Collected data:
= = = = =
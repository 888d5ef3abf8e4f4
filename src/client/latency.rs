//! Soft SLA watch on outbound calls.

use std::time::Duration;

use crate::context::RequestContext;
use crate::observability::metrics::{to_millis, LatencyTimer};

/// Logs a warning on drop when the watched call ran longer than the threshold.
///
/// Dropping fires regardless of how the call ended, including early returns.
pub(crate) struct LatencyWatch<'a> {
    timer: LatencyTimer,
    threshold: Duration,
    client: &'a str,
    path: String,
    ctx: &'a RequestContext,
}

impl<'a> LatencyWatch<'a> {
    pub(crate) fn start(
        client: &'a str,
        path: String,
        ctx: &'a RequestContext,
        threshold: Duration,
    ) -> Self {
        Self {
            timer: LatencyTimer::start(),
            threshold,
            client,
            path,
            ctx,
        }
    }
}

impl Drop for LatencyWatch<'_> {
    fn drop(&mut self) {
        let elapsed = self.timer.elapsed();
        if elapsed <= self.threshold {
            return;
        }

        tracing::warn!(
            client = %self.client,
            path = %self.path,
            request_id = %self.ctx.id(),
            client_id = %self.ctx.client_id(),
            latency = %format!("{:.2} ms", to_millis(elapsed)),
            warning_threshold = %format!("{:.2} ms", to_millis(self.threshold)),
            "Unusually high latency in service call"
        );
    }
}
= = = = =
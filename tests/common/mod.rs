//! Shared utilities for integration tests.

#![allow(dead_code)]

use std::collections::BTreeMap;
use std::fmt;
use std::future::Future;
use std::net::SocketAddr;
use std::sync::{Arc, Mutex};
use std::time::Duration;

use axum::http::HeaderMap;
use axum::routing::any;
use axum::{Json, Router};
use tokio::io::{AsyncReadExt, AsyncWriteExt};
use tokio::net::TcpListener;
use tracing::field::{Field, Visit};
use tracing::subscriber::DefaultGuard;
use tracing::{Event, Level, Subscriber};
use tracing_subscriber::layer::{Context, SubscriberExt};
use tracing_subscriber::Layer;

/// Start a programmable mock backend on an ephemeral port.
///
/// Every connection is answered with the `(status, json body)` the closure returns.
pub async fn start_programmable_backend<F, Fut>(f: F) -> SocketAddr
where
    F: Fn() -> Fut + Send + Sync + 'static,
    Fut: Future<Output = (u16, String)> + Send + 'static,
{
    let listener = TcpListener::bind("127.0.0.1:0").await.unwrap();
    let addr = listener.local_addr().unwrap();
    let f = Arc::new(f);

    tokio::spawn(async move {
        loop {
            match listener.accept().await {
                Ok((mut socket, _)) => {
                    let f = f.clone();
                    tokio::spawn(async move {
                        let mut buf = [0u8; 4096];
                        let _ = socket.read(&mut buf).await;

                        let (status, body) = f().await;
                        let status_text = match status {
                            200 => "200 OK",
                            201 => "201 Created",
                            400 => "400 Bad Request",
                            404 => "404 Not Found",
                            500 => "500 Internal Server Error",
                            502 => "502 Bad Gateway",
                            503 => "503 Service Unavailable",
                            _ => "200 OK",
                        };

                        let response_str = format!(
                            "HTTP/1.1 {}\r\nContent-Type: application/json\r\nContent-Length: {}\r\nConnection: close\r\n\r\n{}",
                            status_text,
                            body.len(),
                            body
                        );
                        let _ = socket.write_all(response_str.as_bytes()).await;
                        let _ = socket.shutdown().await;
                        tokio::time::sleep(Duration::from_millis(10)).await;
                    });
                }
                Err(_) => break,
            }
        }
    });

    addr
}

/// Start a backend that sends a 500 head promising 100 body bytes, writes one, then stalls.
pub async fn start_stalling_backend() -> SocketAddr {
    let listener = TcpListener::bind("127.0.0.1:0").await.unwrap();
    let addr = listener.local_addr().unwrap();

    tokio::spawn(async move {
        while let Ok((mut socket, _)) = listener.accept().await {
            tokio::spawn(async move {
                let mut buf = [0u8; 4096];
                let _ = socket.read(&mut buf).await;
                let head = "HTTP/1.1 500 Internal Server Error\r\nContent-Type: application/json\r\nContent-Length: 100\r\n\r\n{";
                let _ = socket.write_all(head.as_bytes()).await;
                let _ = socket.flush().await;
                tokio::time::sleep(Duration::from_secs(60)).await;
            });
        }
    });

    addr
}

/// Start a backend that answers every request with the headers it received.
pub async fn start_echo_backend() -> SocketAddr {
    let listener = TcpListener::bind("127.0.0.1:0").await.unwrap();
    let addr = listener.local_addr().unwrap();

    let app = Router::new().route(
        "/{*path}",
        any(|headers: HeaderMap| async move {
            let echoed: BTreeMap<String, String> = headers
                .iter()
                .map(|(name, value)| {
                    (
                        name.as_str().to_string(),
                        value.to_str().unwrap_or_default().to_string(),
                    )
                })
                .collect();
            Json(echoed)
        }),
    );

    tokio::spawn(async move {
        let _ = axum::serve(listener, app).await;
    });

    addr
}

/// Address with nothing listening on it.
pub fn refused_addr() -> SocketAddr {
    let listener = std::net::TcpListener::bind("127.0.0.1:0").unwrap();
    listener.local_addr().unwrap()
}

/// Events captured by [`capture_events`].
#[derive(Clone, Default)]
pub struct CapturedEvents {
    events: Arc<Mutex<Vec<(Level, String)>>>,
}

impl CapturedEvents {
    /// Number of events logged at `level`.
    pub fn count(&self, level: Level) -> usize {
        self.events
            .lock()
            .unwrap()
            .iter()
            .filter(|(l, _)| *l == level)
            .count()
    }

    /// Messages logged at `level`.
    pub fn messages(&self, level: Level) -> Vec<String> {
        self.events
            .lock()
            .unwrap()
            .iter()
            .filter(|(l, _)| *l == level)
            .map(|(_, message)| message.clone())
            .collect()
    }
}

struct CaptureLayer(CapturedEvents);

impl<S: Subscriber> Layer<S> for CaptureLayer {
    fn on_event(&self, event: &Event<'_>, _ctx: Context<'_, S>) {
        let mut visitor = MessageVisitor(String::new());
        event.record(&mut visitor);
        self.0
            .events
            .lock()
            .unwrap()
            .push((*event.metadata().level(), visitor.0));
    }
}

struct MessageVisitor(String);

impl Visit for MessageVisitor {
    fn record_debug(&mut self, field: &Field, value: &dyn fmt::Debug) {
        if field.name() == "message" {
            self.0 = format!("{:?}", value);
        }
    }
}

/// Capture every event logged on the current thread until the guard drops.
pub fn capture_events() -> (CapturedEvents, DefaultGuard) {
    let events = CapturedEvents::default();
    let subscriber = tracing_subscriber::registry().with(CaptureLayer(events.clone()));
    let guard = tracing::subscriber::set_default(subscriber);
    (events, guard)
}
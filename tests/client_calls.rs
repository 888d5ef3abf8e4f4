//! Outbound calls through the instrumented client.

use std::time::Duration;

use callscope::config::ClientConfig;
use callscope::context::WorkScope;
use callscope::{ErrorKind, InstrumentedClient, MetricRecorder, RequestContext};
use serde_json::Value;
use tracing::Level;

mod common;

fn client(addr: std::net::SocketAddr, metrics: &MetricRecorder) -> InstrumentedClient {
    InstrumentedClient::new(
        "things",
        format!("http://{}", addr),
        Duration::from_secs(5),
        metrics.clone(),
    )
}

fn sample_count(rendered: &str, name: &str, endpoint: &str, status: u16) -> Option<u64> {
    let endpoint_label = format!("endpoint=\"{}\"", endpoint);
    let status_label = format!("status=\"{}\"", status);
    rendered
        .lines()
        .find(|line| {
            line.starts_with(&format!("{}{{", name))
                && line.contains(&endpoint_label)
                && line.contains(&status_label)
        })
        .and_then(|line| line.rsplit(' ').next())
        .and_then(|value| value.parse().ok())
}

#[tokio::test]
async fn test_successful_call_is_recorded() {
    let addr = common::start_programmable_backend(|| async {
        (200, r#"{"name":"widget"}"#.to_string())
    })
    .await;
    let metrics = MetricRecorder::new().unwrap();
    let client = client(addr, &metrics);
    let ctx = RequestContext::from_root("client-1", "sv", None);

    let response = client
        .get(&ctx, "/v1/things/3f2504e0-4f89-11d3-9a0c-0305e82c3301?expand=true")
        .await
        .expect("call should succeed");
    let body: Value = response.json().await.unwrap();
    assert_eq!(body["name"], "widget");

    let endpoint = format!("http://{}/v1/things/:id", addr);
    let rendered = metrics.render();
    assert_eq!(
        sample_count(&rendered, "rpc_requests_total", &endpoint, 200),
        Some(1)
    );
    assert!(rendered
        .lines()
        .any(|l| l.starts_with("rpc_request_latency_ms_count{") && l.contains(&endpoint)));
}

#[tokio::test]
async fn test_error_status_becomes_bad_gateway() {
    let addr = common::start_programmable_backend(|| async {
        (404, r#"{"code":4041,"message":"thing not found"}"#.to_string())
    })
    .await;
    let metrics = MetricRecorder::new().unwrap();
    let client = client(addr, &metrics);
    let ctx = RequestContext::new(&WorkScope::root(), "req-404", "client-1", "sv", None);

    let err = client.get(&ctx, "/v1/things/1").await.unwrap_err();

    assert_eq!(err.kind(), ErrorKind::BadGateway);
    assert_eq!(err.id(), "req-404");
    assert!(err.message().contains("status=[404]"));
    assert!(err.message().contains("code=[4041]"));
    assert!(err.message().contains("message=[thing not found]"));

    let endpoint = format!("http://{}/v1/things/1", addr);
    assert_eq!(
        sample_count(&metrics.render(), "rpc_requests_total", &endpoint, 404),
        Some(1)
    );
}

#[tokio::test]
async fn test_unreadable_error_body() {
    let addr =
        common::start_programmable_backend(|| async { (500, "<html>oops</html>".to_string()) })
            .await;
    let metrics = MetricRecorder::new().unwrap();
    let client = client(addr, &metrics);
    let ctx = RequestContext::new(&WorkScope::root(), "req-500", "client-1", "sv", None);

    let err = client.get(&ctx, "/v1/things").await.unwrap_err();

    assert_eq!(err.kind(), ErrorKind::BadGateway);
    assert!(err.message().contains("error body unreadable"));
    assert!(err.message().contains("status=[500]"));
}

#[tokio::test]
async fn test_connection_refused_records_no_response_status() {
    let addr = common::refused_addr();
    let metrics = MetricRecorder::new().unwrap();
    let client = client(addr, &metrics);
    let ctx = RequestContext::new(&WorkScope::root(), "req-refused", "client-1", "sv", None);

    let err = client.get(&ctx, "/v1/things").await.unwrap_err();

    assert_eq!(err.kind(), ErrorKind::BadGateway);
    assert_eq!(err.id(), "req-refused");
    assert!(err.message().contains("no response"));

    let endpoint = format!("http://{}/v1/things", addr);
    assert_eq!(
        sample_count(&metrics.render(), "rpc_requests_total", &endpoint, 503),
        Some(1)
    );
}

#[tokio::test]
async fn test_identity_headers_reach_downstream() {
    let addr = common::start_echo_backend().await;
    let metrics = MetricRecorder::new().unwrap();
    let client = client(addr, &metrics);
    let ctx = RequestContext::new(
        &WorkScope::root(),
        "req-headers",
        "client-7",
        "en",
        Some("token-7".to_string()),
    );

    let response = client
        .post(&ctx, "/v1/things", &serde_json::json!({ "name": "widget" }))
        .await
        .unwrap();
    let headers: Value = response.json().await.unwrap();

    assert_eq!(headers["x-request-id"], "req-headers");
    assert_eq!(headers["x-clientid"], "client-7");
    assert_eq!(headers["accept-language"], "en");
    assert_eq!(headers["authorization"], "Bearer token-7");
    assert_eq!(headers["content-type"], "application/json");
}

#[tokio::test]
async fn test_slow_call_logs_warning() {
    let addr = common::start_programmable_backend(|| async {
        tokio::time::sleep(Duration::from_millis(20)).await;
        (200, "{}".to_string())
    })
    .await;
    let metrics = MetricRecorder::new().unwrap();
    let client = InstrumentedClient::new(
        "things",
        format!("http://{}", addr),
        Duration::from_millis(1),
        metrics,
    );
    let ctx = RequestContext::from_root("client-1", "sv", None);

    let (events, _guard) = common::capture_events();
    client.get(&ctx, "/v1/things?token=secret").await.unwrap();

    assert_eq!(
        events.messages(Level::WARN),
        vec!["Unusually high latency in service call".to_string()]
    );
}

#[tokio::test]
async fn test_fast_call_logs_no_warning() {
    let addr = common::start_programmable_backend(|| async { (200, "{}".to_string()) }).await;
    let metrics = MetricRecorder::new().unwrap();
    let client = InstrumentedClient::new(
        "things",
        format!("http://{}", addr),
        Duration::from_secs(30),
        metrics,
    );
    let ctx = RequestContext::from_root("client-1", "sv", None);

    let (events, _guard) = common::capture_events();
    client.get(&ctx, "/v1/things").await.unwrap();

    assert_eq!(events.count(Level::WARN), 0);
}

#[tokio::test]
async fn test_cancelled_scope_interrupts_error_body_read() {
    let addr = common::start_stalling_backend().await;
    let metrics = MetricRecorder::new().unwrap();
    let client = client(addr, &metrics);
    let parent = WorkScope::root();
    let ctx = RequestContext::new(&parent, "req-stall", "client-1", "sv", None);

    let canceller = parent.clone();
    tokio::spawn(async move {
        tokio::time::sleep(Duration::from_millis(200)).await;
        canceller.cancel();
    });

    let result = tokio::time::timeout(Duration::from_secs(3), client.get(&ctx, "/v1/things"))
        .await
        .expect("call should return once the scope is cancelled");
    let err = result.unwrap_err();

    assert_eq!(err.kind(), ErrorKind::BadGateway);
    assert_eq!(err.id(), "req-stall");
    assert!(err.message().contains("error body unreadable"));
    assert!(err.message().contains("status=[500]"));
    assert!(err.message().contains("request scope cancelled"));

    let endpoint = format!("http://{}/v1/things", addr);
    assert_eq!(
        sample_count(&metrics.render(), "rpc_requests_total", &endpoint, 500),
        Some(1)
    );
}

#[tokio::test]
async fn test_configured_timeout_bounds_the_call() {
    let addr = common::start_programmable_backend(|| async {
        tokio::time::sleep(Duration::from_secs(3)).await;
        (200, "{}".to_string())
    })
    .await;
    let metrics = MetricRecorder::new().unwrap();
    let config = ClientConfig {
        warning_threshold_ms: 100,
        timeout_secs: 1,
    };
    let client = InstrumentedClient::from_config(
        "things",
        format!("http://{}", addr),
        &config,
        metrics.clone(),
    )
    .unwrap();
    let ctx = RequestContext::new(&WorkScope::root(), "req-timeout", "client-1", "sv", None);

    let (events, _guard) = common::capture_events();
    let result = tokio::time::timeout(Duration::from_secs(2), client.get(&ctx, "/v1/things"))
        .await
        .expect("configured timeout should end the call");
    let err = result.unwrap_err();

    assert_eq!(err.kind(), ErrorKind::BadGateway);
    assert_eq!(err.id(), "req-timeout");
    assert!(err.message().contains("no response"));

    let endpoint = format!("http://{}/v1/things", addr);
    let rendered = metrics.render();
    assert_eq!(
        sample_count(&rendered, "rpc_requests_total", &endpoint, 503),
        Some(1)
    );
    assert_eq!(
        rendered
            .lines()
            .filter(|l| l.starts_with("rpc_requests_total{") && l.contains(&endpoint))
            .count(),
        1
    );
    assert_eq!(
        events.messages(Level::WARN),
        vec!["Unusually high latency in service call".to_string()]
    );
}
= = = = =
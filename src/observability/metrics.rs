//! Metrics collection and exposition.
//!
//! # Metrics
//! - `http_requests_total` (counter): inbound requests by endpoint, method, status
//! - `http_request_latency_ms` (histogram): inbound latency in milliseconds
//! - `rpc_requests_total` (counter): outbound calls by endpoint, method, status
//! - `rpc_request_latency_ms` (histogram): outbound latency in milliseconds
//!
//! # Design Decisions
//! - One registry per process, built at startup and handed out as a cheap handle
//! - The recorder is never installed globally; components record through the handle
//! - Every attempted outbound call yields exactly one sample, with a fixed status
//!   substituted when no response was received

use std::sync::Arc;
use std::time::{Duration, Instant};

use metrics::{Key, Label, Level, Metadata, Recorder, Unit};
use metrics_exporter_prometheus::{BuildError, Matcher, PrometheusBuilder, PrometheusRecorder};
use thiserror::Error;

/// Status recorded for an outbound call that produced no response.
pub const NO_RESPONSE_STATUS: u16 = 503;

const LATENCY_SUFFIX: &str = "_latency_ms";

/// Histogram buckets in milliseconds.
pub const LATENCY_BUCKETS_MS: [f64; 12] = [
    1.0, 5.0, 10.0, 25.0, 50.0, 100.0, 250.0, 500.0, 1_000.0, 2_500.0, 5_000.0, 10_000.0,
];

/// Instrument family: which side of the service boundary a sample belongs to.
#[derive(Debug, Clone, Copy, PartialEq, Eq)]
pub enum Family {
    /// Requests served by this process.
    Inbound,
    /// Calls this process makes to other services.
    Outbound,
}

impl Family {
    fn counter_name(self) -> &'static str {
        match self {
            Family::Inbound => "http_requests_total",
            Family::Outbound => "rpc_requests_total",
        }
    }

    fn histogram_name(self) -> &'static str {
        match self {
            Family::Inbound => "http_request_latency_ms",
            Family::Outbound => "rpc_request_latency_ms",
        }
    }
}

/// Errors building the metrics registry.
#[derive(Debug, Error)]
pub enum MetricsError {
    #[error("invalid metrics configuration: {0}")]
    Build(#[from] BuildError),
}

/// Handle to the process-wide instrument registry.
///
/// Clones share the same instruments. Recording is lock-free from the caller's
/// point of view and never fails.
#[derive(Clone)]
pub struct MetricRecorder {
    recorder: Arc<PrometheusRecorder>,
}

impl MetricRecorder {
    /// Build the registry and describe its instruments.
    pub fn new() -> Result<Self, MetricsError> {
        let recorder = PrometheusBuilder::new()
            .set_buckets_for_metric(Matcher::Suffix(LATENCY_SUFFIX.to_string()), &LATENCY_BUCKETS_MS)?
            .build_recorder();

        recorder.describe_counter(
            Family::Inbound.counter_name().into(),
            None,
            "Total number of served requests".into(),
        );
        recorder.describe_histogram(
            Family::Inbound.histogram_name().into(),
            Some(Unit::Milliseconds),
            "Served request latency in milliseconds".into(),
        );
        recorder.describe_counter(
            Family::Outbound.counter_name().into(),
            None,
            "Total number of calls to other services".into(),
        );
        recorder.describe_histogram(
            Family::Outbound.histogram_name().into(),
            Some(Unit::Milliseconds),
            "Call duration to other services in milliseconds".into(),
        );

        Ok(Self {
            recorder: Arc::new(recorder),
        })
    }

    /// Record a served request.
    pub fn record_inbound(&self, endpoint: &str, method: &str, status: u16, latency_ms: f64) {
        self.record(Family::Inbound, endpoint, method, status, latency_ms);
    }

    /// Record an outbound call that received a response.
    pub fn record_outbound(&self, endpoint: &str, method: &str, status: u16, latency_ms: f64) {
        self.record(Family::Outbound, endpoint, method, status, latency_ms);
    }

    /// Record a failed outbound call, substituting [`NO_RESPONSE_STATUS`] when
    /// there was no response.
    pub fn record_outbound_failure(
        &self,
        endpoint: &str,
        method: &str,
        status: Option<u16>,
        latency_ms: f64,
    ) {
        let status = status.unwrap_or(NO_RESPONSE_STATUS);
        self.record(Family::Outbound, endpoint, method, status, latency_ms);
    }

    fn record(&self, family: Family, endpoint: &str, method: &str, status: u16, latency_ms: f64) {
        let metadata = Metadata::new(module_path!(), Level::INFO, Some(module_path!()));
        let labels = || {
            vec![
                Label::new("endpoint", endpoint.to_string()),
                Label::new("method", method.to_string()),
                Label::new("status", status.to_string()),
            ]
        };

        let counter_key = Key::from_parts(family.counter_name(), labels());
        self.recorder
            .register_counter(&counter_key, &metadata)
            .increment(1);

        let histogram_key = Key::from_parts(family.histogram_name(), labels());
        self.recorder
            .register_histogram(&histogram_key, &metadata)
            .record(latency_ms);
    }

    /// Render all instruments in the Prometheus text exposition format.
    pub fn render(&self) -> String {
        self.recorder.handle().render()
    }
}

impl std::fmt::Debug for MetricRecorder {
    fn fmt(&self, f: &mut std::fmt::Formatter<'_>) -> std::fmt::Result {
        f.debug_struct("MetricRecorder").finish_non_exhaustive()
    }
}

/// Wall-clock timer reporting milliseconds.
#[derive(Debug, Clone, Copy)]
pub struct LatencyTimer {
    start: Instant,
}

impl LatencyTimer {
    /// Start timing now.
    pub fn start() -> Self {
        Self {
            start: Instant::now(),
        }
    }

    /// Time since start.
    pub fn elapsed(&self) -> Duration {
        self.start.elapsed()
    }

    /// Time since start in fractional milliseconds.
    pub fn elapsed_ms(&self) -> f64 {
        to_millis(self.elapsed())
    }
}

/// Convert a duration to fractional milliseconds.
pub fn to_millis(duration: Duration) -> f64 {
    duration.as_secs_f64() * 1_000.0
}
= = = = =
--- WORK TO COMPLETE ---
The entries above hold a line with "and never fails." and a later line with "let recorder = PrometheusBuilder::new()". Write out exactly those lines and all lines between, nothing more.

--- ANSWER SECTION ---
/// point of view and never fails.
#[derive(Clone)]
pub struct MetricRecorder {
    recorder: Arc<PrometheusRecorder>,
}

impl MetricRecorder {
    /// Build the registry and describe its instruments.
    pub fn new() -> Result<Self, MetricsError> {
        let recorder = PrometheusBuilder::new()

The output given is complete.